= Beginning of Section =
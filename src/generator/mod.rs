//! The suspend/resume core.
//!
//! A [`Generator`] wraps a [`Coroutine`] (the resumable body) and enforces
//! the resumption protocol around it:
//!
//! - each [`resume`](Generator::resume) runs the body to its next emit point
//!   and returns [`GeneratorState::Yielded`];
//! - the end of the body is reported exactly once, as
//!   [`GeneratorState::Complete`];
//! - every resumption after that fails with [`GeneratorError::Exhausted`].
//!
//! A generator is also a fused [`Iterator`]. Driving it with a `for` loop is
//! equivalent to resuming until completion.
//!
//! # Examples
//!
//! ```rust
//! use resumable::generator::{generate, GeneratorState};
//!
//! let mut generator = generate([1, 2]);
//!
//! assert_eq!(generator.resume(), Ok(GeneratorState::Yielded(1)));
//! assert_eq!(generator.resume(), Ok(GeneratorState::Yielded(2)));
//! assert_eq!(generator.resume(), Ok(GeneratorState::Complete));
//! assert!(generator.resume().is_err());
//! ```

mod coroutine;
mod error;
mod fiber;
mod state;

pub use coroutine::{Coroutine, FromFn, FromIterable};
pub use error::{ExhaustedError, GeneratorError};
pub use fiber::{Fiber, FiberCoroutine, Thunk};
pub use state::{GeneratorState, GeneratorStatus};

use std::iter::FusedIterator;

use crate::trace::trace_event;

/// A resumable computation emitting a sequence of values.
///
/// `Generator<C>` owns its body `C`, a lifecycle status and the number of
/// values emitted so far. Each emitted value is moved out to the caller; the
/// generator keeps nothing but the body's own progress state.
///
/// The last emitted value is not retained: ownership passes to the caller on
/// every resumption, so there is no "current value" accessor.
///
/// # Protocol
///
/// | status before `resume` | outcome                                    |
/// |------------------------|--------------------------------------------|
/// | `Created`, `Suspended` | runs the body: `Ok(Yielded)` or `Ok(Complete)` |
/// | `Complete`             | `Err(GeneratorError::Exhausted)`           |
/// | `Running`              | `Err(GeneratorError::Poisoned)`            |
///
/// `Running` is only observable between resumptions when the body panicked.
///
/// # Thread Safety
///
/// Resumption requires `&mut self`, so a single instance can never be
/// resumed concurrently. A generator is `Send` when its body is.
///
/// # Examples
///
/// ```rust
/// use resumable::generator::Generator;
///
/// let mut state = 1;
/// let powers = Generator::from_fn(move || {
///     let current = state;
///     state *= 2;
///     (current <= 16).then_some(current)
/// });
///
/// assert_eq!(powers.collect::<Vec<_>>(), vec![1, 2, 4, 8, 16]);
/// ```
pub struct Generator<C> {
    coroutine: C,
    status: GeneratorStatus,
    emitted: usize,
}

/// A type-erased generator.
pub type BoxGenerator<'a, Y> = Generator<Box<dyn Coroutine<Yield = Y> + 'a>>;

impl<C: Coroutine> Generator<C> {
    /// Creates a generator that has not been resumed yet.
    ///
    /// No part of the body runs until the first resumption.
    #[inline]
    pub const fn new(coroutine: C) -> Self {
        Self {
            coroutine,
            status: GeneratorStatus::Created,
            emitted: 0,
        }
    }

    /// Runs the body forward to its next emit point.
    ///
    /// # Errors
    ///
    /// - [`GeneratorError::Exhausted`] if completion was already reported.
    ///   Returned on every such call; the generator is never re-entered.
    /// - [`GeneratorError::Poisoned`] if an earlier resumption panicked
    ///   inside the body.
    ///
    /// # Examples
    ///
    /// ```rust
    /// use resumable::generator::{generate, GeneratorError, GeneratorState};
    ///
    /// let mut generator = generate(Vec::<i32>::new());
    /// assert_eq!(generator.resume(), Ok(GeneratorState::Complete));
    ///
    /// let error = generator.resume().unwrap_err();
    /// assert!(matches!(error, GeneratorError::Exhausted(_)));
    /// ```
    pub fn resume(&mut self) -> Result<GeneratorState<C::Yield>, GeneratorError> {
        match self.status {
            GeneratorStatus::Complete => {
                trace_event!(
                    debug,
                    generator = self.coroutine.name(),
                    emitted = self.emitted,
                    "resumed after completion"
                );
                return Err(GeneratorError::Exhausted(ExhaustedError {
                    generator_name: self.coroutine.name(),
                    emitted: self.emitted,
                }));
            }
            GeneratorStatus::Running => {
                trace_event!(
                    debug,
                    generator = self.coroutine.name(),
                    "resumed a poisoned generator"
                );
                return Err(GeneratorError::Poisoned {
                    generator_name: self.coroutine.name(),
                });
            }
            GeneratorStatus::Created | GeneratorStatus::Suspended => {}
        }

        // Stays `Running` if the body unwinds.
        self.status = GeneratorStatus::Running;
        let state = self.coroutine.resume();

        match &state {
            GeneratorState::Yielded(_) => {
                self.emitted += 1;
                self.status = GeneratorStatus::Suspended;
            }
            GeneratorState::Complete => {
                self.status = GeneratorStatus::Complete;
                trace_event!(
                    trace,
                    generator = self.coroutine.name(),
                    emitted = self.emitted,
                    "generator completed"
                );
            }
        }
        Ok(state)
    }

    /// Returns the current lifecycle status.
    #[inline]
    pub const fn status(&self) -> GeneratorStatus {
        self.status
    }

    /// Returns `true` once completion has been reported.
    #[inline]
    pub const fn is_complete(&self) -> bool {
        matches!(self.status, GeneratorStatus::Complete)
    }

    /// Returns how many values have been emitted so far.
    #[inline]
    pub const fn emitted(&self) -> usize {
        self.emitted
    }

    /// Returns the body's diagnostic name.
    pub fn name(&self) -> &'static str {
        self.coroutine.name()
    }

    /// Consumes the generator, returning its body.
    pub fn into_inner(self) -> C {
        self.coroutine
    }
}

impl<'a, C: Coroutine + 'a> Generator<C> {
    /// Erases the body type.
    ///
    /// Progress made so far is kept.
    ///
    /// # Examples
    ///
    /// ```rust
    /// use resumable::generator::{generate, BoxGenerator};
    ///
    /// let generators: Vec<BoxGenerator<'_, i32>> = vec![
    ///     generate(vec![1, 2]).boxed(),
    ///     generate(3..5).boxed(),
    /// ];
    /// let values: Vec<i32> = generators.into_iter().flatten().collect();
    /// assert_eq!(values, vec![1, 2, 3, 4]);
    /// ```
    pub fn boxed(self) -> BoxGenerator<'a, C::Yield> {
        let coroutine: Box<dyn Coroutine<Yield = C::Yield> + 'a> = Box::new(self.coroutine);
        Generator {
            coroutine,
            status: self.status,
            emitted: self.emitted,
        }
    }
}

impl<Y, F> Generator<FromFn<F>>
where
    F: FnMut() -> Option<Y>,
{
    /// Creates a generator whose body is a closure.
    ///
    /// The closure is called once per resumption. Returning `None` ends the
    /// body.
    #[inline]
    pub const fn from_fn(function: F) -> Self {
        Self::new(FromFn::new(function))
    }
}

impl<I: Iterator> Generator<FromIterable<I>> {
    /// Creates a generator emitting the elements of `iterable` in order.
    ///
    /// See also [`generate`].
    #[inline]
    pub fn from_iterable<T>(iterable: T) -> Self
    where
        T: IntoIterator<IntoIter = I>,
    {
        Self::new(FromIterable::new(iterable.into_iter()))
    }
}

/// Adapts any ordered collection or iterator into a generator.
///
/// # Examples
///
/// ```rust
/// use resumable::generator::generate;
///
/// let letters: Vec<char> = generate(['a', 'b', 'c']).collect();
/// assert_eq!(letters, vec!['a', 'b', 'c']);
/// ```
#[inline]
pub fn generate<T: IntoIterator>(iterable: T) -> Generator<FromIterable<T::IntoIter>> {
    Generator::from_iterable(iterable)
}

impl<C: Coroutine> Iterator for Generator<C> {
    type Item = C::Yield;

    #[inline]
    fn next(&mut self) -> Option<Self::Item> {
        if !self.status.is_resumable() {
            return None;
        }
        self.resume().ok().and_then(GeneratorState::into_option)
    }

    fn size_hint(&self) -> (usize, Option<usize>) {
        if self.status.is_resumable() {
            self.coroutine.size_hint()
        } else {
            (0, Some(0))
        }
    }
}

impl<C: Coroutine> FusedIterator for Generator<C> {}

impl<C: Clone> Clone for Generator<C> {
    /// Forks the generator. The clone resumes from the same point but shares
    /// no state with the original afterwards.
    fn clone(&self) -> Self {
        Self {
            coroutine: self.coroutine.clone(),
            status: self.status,
            emitted: self.emitted,
        }
    }
}

impl<C: Coroutine> std::fmt::Debug for Generator<C> {
    fn fmt(&self, formatter: &mut std::fmt::Formatter<'_>) -> std::fmt::Result {
        formatter
            .debug_struct("Generator")
            .field("name", &self.coroutine.name())
            .field("status", &self.status)
            .field("emitted", &self.emitted)
            .finish_non_exhaustive()
    }
}

static_assertions::assert_impl_all!(Generator<FromIterable<std::vec::IntoIter<i32>>>: Send, Sync);
static_assertions::assert_not_impl_any!(Generator<FiberCoroutine<i32>>: Send, Sync);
= End of Section =
(AIM OF THE TASK)
The word "Created" appears in some lines of the data; state how many such lines there are, and nothing further.

(TASK SOLUTION)
3